Abstiegskampf ist eine harte Schule. „Im Moment für mich das wichtigste Ziel“, sagt Jona Schoch. Vom Drittligisten in Herrenberg hat er im Sommer erstaunlich geräuschlos den Anschluss in der zweiten Liga geschafft. Dabei verpasste er in Neuhausen fast die komplette Vorbereitung, weil er mit den DHB-Junioren die Weltmeisterschaft in Brasilien bestritt. Der Lohn: WM-Bronze mit der U21 – einen Tag nach seinem 21. Geburtstag.

Dass der Umgang mit Rückschlägen Teil des Reifeprozesses im Leistungssport ist, hat er im vergangenen Jahr erfahren. Erst sechs Wochen Zwangspause wegen eines Daumenbruchs Ende November im Spiel gegen Henstedt. Als der TVN nach der EM-Pause vor zwei Wochen in die Rückrunde startete, warf ihn eine Grippe erneut zurück. Jetzt meint Jona Schoch: „Ich bin hundertprozentig fit und will wieder angreifen.“ Gerade rechtzeitig, in der zweiten Liga steht am Wochenende ein Doppelspieltag auf dem Programm. Heute Abend empfängt Neuhausen in der Hofbühlhalle den Tabellenvierten Friesenheim. Am Sonntag wartet mit dem TuS Ferndorf ein direkter Konkurrent im Kampf um den Klassenerhalt.
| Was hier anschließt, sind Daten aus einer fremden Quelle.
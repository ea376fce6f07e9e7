//! Partyline bus implementation

use crate::handler::{Handler, HandlerId};
use crate::operator::{Operator, OperatorId};
use crate::{Error, HandlerError};
use dashmap::DashMap;
use serde_json::Value;
use std::sync::Arc;
use tracing::{debug, trace, warn};

/// One entry in a service's handler list
#[derive(Debug, Clone)]
pub struct Registration {
    pub handler: Handler,
    /// Operator the handler was connected through, if any
    pub owner: Option<OperatorId>,
}

/// Registry of named services shared by every mounted application.
///
/// Each service name maps to its handlers in registration order. Queries run
/// the handlers synchronously on the caller's stack, against a snapshot of
/// the list taken before the first handler runs, so a handler may itself
/// query or register on the same bus.
#[derive(Clone)]
pub struct Partyline {
    /// Handlers registered under each service name
    handlers: Arc<DashMap<String, Vec<Registration>>>,

    config: Arc<PartylineConfig>,
}

/// Partyline configuration
#[derive(Debug, Clone, Default, PartialEq, Eq)]
pub struct PartylineConfig {
    /// Treat an unknown service name as having no handlers instead of
    /// failing with [`Error::NoSuchServiceName`]
    pub ignore_missing_services: bool,
}

impl Partyline {
    /// Create a strict partyline
    pub fn new() -> Self {
        Self::with_config(PartylineConfig::default())
    }

    pub fn with_config(config: PartylineConfig) -> Self {
        Self {
            handlers: Arc::new(DashMap::new()),
            config: Arc::new(config),
        }
    }

    pub fn builder() -> PartylineBuilder {
        PartylineBuilder::new()
    }

    pub fn config(&self) -> &PartylineConfig {
        &self.config
    }

    /// Append `handler` to the list for `service_name`.
    ///
    /// Registering the same handler twice keeps both entries; each fires.
    pub fn connect(&self, service_name: &str, handler: impl Into<Handler>) -> HandlerId {
        self.register(service_name, handler.into(), None)
    }

    pub(crate) fn register(
        &self,
        service_name: &str,
        handler: Handler,
        owner: Option<OperatorId>,
    ) -> HandlerId {
        let id = handler.id();
        self.handlers
            .entry(service_name.to_string())
            .or_default()
            .push(Registration { handler, owner });

        debug!(service = service_name, handler = ?id, owner = ?owner, "Connected partyline handler");
        id
    }

    /// Ask every handler for `service_name` and collect the useful answers.
    ///
    /// Handlers owned by `operator` are skipped, declining handlers are left
    /// out of the result, and the first failing handler aborts the query.
    pub fn ask_around(
        &self,
        service_name: &str,
        payload: &Value,
        operator: Option<&Operator>,
    ) -> Result<Vec<Value>, Error> {
        let registrations = self.snapshot(service_name)?;
        let mut answers = Vec::with_capacity(registrations.len());
        let mut skipped = 0usize;

        for registration in &registrations {
            let id = registration.handler.id();
            if operator.is_some_and(|operator| operator.owns(id)) {
                skipped += 1;
                continue;
            }

            match registration.handler.call(payload) {
                Ok(answer) => answers.push(answer),
                Err(HandlerError::Declined) => {
                    trace!(service = service_name, handler = ?id, "Handler declined");
                }
                Err(HandlerError::Failed(message)) => {
                    return Err(Error::HandlerFailed {
                        service: service_name.to_string(),
                        message,
                    });
                }
            }
        }

        debug!(
            service = service_name,
            handlers = registrations.len(),
            skipped,
            answers = answers.len(),
            "Asked around the partyline"
        );
        Ok(answers)
    }

    /// Broadcast to every handler for `service_name`, without self-exclusion.
    ///
    /// Handlers run lazily as the returned iterator is advanced. A declining
    /// handler yields `Ok(None)` rather than being dropped.
    pub fn send_all<'a>(
        &self,
        service_name: &str,
        payload: &'a Value,
    ) -> Result<Broadcast<'a>, Error> {
        let registrations = self.snapshot(service_name)?;
        debug!(
            service = service_name,
            handlers = registrations.len(),
            "Broadcasting on the partyline"
        );
        Ok(Broadcast {
            service: service_name.to_string(),
            payload,
            registrations: registrations.into_iter(),
        })
    }

    /// Number of handlers registered for `service_name`
    pub fn handler_count(&self, service_name: &str) -> usize {
        self.handlers
            .get(service_name)
            .map(|handlers| handlers.len())
            .unwrap_or(0)
    }

    pub fn has_service(&self, service_name: &str) -> bool {
        self.handlers.contains_key(service_name)
    }

    /// All known service names, sorted
    pub fn service_names(&self) -> Vec<String> {
        let mut names: Vec<String> = self
            .handlers
            .iter()
            .map(|entry| entry.key().clone())
            .collect();
        names.sort();
        names
    }

    /// Copy of the handler list for `service_name`, in registration order
    pub fn registrations(&self, service_name: &str) -> Vec<Registration> {
        self.handlers
            .get(service_name)
            .map(|handlers| handlers.clone())
            .unwrap_or_default()
    }

    fn snapshot(&self, service_name: &str) -> Result<Vec<Registration>, Error> {
        // Clone out so no shard lock is held while handlers run.
        match self.handlers.get(service_name) {
            Some(handlers) => Ok(handlers.clone()),
            None if self.config.ignore_missing_services => {
                warn!(service = service_name, "No handlers for service; ignoring");
                Ok(Vec::new())
            }
            None => Err(Error::NoSuchServiceName(service_name.to_string())),
        }
    }
}

impl Default for Partyline {
    fn default() -> Self {
        Self::new()
    }
}

impl std::fmt::Debug for Partyline {
    fn fmt(&self, f: &mut std::fmt::Formatter<'_>) -> std::fmt::Result {
        f.debug_struct("Partyline")
            .field("services", &self.service_names())
            .field("config", &self.config)
            .finish()
    }
}

/// Lazy fan-out returned by [`Partyline::send_all`]
pub struct Broadcast<'a> {
    service: String,
    payload: &'a Value,
    registrations: std::vec::IntoIter<Registration>,
}

impl Broadcast<'_> {
    /// Run every remaining handler, stopping at the first failure
    pub fn answers(self) -> Result<Vec<Option<Value>>, Error> {
        self.collect()
    }
}

impl Iterator for Broadcast<'_> {
    type Item = Result<Option<Value>, Error>;

    fn next(&mut self) -> Option<Self::Item> {
        let registration = self.registrations.next()?;
        let answer = match registration.handler.call(self.payload) {
            Ok(answer) => Ok(Some(answer)),
            Err(HandlerError::Declined) => Ok(None),
            Err(HandlerError::Failed(message)) => Err(Error::HandlerFailed {
                service: self.service.clone(),
                message,
            }),
        };
        Some(answer)
    }

    fn size_hint(&self) -> (usize, Option<usize>) {
        self.registrations.size_hint()
    }
}

impl ExactSizeIterator for Broadcast<'_> {}

/// Partyline builder
pub struct PartylineBuilder {
    config: PartylineConfig,
}

impl PartylineBuilder {
    pub fn new() -> Self {
        Self {
            config: PartylineConfig::default(),
        }
    }

    /// Degrade unknown service names to an empty answer set
    pub fn ignore_missing_services(mut self, enabled: bool) -> Self {
        self.config.ignore_missing_services = enabled;
        self
    }

    pub fn build(self) -> Partyline {
        Partyline::with_config(self.config)
    }
}

impl Default for PartylineBuilder {
    fn default() -> Self {
        Self::new()
    }
}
Nur zwei Punkte trennen den TVN derzeit von einem Abstiegsplatz. Das Spiel in Ferndorf also kein alltägliches. Schon deshalb, weil die Westfalen erst am Dienstag einen überraschenden Transfercoup verkünden konnten: Dragos Oprea, 15 Jahre lang Identifikationsfigur bei Frisch Auf, unterstützt nach kurzem Gastspiel bei Rekordmeister Kiel den TuS bis Saisonende im Abstiegskampf. Am Sonntag also heißt es: glorreiche Göppinger Vergangenheit gegen womöglich ebensolche Zukunft, zumal mit Neuhausens 22-jährigem Keeper Daniel Rebmann ein weiterer Frisch-Auf-Profi im Wartestand zwischen den Pfosten steht.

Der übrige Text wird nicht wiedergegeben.